At one point, Aileen planned to kill herself as soon as she spent her last five dollars. As she used it to buy a drink, she met Shelby, who gave her a chance to mean something to someone but at the same time showed her more devastatingly than ever how far she was from being able to live in a way that could make her feel loved and proud. The first murder may have been self-defense. It may have been her way of striking back at a world that had struck her once too often. The movie wisely does not pretend to explain what was going on in the mind and soul of a woman who was mentally ill. Unlike the similar Boys Don’t Cry however, it is unable to elevate the facts into a larger story about identity and intimacy.
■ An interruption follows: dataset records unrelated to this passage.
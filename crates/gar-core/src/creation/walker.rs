//! Deterministic input tree traversal.

use std::fs;
use std::fs::FileType;
use std::fs::Metadata;
use std::io;
use std::path::Component;
use std::path::Path;
use std::path::PathBuf;

use walkdir::WalkDir;

use crate::ArchiveError;
use crate::Result;
use crate::types::EntryKind;

/// A filesystem node about to be written into an archive.
#[derive(Debug, Clone, PartialEq, Eq)]
pub struct SourceEntry {
    /// Full filesystem path of the node.
    pub path: PathBuf,

    /// Archive name: relative to the walk root, `/`-separated, no trailing
    /// slash (the codec adds one for directories where its format wants it).
    pub name: String,

    /// File or directory.
    pub kind: EntryKind,

    /// Size in bytes (0 for directories).
    pub size: u64,

    /// Permission bits to record.
    pub mode: u32,
}

/// Walks an input path in a stable order.
///
/// A directory root yields every descendant, sorted by file name at each
/// level, parents before children; the root itself is not yielded. A file
/// root yields exactly one entry named by its base name. Symlinks are never
/// followed below the root.
///
/// # Examples
///
/// ```no_run
/// use gar_core::creation::TreeWalker;
/// use std::path::Path;
///
/// # fn main() -> gar_core::Result<()> {
/// for entry in TreeWalker::new(Path::new("./project"))?.walk() {
///     let entry = entry?;
///     println!("{} {}", entry.kind, entry.name);
/// }
/// # Ok(())
/// # }
/// ```
#[derive(Debug)]
pub struct TreeWalker {
    root: PathBuf,
    root_is_dir: bool,
    exclude: Option<PathBuf>,
}

impl TreeWalker {
    /// Stats the root.
    ///
    /// # Errors
    ///
    /// Returns `Input` if the root does not exist or cannot be stat'd.
    pub fn new(root: &Path) -> Result<Self> {
        let metadata = fs::metadata(root).map_err(|source| ArchiveError::Input {
            path: root.to_path_buf(),
            source,
        })?;

        Ok(Self {
            root: root.to_path_buf(),
            root_is_dir: metadata.is_dir(),
            exclude: None,
        })
    }

    /// Skips `path` during the walk, so an archive written inside its own
    /// input tree does not try to contain itself.
    ///
    /// `path` must already exist; a path that cannot be resolved is ignored.
    #[must_use]
    pub fn excluding(mut self, path: &Path) -> Self {
        self.exclude = fs::canonicalize(path).ok();
        self
    }

    /// Returns `true` if the root is a directory.
    #[must_use]
    pub fn is_dir(&self) -> bool {
        self.root_is_dir
    }

    /// Iterates over the entries in archive order.
    ///
    /// Each item fails independently with `Io` for unreadable nodes and
    /// `UnsupportedEntry` for symlinks, sockets, FIFOs and devices.
    pub fn walk(&self) -> impl Iterator<Item = Result<SourceEntry>> + '_ {
        let min_depth = usize::from(self.root_is_dir);

        WalkDir::new(&self.root)
            .follow_links(false)
            .min_depth(min_depth)
            .sort_by_file_name()
            .into_iter()
            .filter_entry(|entry| !self.is_excluded(entry.path()))
            .map(move |entry| -> Result<SourceEntry> {
                let entry = entry.map_err(walk_error)?;
                self.build_entry(&entry)
            })
    }

    fn is_excluded(&self, path: &Path) -> bool {
        self.exclude.as_ref().is_some_and(|excluded| {
            excluded.file_name() == path.file_name()
                && fs::canonicalize(path).is_ok_and(|resolved| &resolved == excluded)
        })
    }

    fn build_entry(&self, entry: &walkdir::DirEntry) -> Result<SourceEntry> {
        let path = entry.path();
        let kind = classify(entry.file_type(), path)?;
        let metadata = entry.metadata().map_err(walk_error)?;

        let name = if self.root_is_dir {
            let relative = path.strip_prefix(&self.root).map_err(|_| {
                ArchiveError::Io(io::Error::other(format!(
                    "{} is not below {}",
                    path.display(),
                    self.root.display()
                )))
            })?;
            archive_name(relative, path)?
        } else {
            let base = path
                .file_name()
                .ok_or_else(|| ArchiveError::Input {
                    path: path.to_path_buf(),
                    source: io::Error::new(io::ErrorKind::InvalidInput, "path has no file name"),
                })?;
            archive_name(Path::new(base), path)?
        };

        Ok(SourceEntry {
            path: path.to_path_buf(),
            name,
            kind,
            size: if kind.is_file() { metadata.len() } else { 0 },
            mode: mode_of(&metadata, kind),
        })
    }
}

/// Joins the normal components of `relative` with `/`.
fn archive_name(relative: &Path, full: &Path) -> Result<String> {
    let mut parts = Vec::new();
    for component in relative.components() {
        if let Component::Normal(part) = component {
            let part = part.to_str().ok_or_else(|| ArchiveError::UnsupportedEntry {
                path: full.to_path_buf(),
                kind: "non-UTF-8 named",
            })?;
            parts.push(part);
        }
    }
    Ok(parts.join("/"))
}

fn classify(file_type: FileType, path: &Path) -> Result<EntryKind> {
    if file_type.is_dir() {
        return Ok(EntryKind::Directory);
    }
    if file_type.is_file() {
        return Ok(EntryKind::File);
    }

    Err(ArchiveError::UnsupportedEntry {
        path: path.to_path_buf(),
        kind: special_kind(file_type),
    })
}

#[cfg(unix)]
fn special_kind(file_type: FileType) -> &'static str {
    use std::os::unix::fs::FileTypeExt;

    if file_type.is_symlink() {
        "symlink"
    } else if file_type.is_fifo() {
        "fifo"
    } else if file_type.is_socket() {
        "socket"
    } else if file_type.is_block_device() || file_type.is_char_device() {
        "device"
    } else {
        "special"
    }
}

#[cfg(not(unix))]
fn special_kind(file_type: FileType) -> &'static str {
    if file_type.is_symlink() {
        "symlink"
    } else {
        "special"
    }
}

#[cfg(unix)]
fn mode_of(metadata: &Metadata, _kind: EntryKind) -> u32 {
    use std::os::unix::fs::PermissionsExt;
    metadata.permissions().mode() & 0o7777
}

#[cfg(not(unix))]
fn mode_of(metadata: &Metadata, kind: EntryKind) -> u32 {
    match (kind, metadata.permissions().readonly()) {
        (EntryKind::Directory, _) => 0o755,
        (_, true) => 0o444,
        (_, false) => 0o644,
    }
}

fn walk_error(err: walkdir::Error) -> ArchiveError {
    let kind = err.io_error().map_or(io::ErrorKind::Other, io::Error::kind);
    ArchiveError::Io(io::Error::new(kind, err.to_string()))
}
What makes the movie worthwhile is Theron’s performance, open, vulnerable, tragic, moving, and most of all, honest. Aileen’s behavior is contradictory, volatile, and disturbed. She loses control and lashes out irrationally. There are moments when I was not sure whether Theron was acting or just trying to keep her dental appliance from slipping, and no one could make some of those voiceover speeches work, but with the ferocity of her grip on the character she never lets us lose sight of Aileen’s humanity. Theron’s portrait of Aileen is sympathetic without pretending that she is more of a victim than the men she killed.

Parents should know that the main character in this fact-based story is a serial killer and a prostitute. The movie has explicit sexual references and situations, including gay sex, prostitution, and rape, extremely strong language, violence (including a brutal rape and several murders), smoking and drinking. There are tense and upsetting scenes.

Families who see this movie should talk about who is the “monster.” If it is Aileen, what made her that way? What could have prevented it? In what ways is the movie sympathetic to Aileen, and in what ways is it not? How can you tell?

Families who appreciate this movie should look at the two documentaries about Aileen Wuornos by Nick Broomfield. In 1992, he made Aileen Wuornos: The Selling of a Serial Killer which focuses on the way the people around Wuornos, including her lawyer, a woman who “adopted” her, and even the police who arrested her exploited her arrest. Eleven years later, he made Aileen: Life and Death of a Serial Killer, focusing on Wuornos as she approached her execution, defiantly and impatiently. Those who appreciate this movie will also appreciate Boys Don’t Cry, based on the true story of the murder of a young woman who was passing as a man.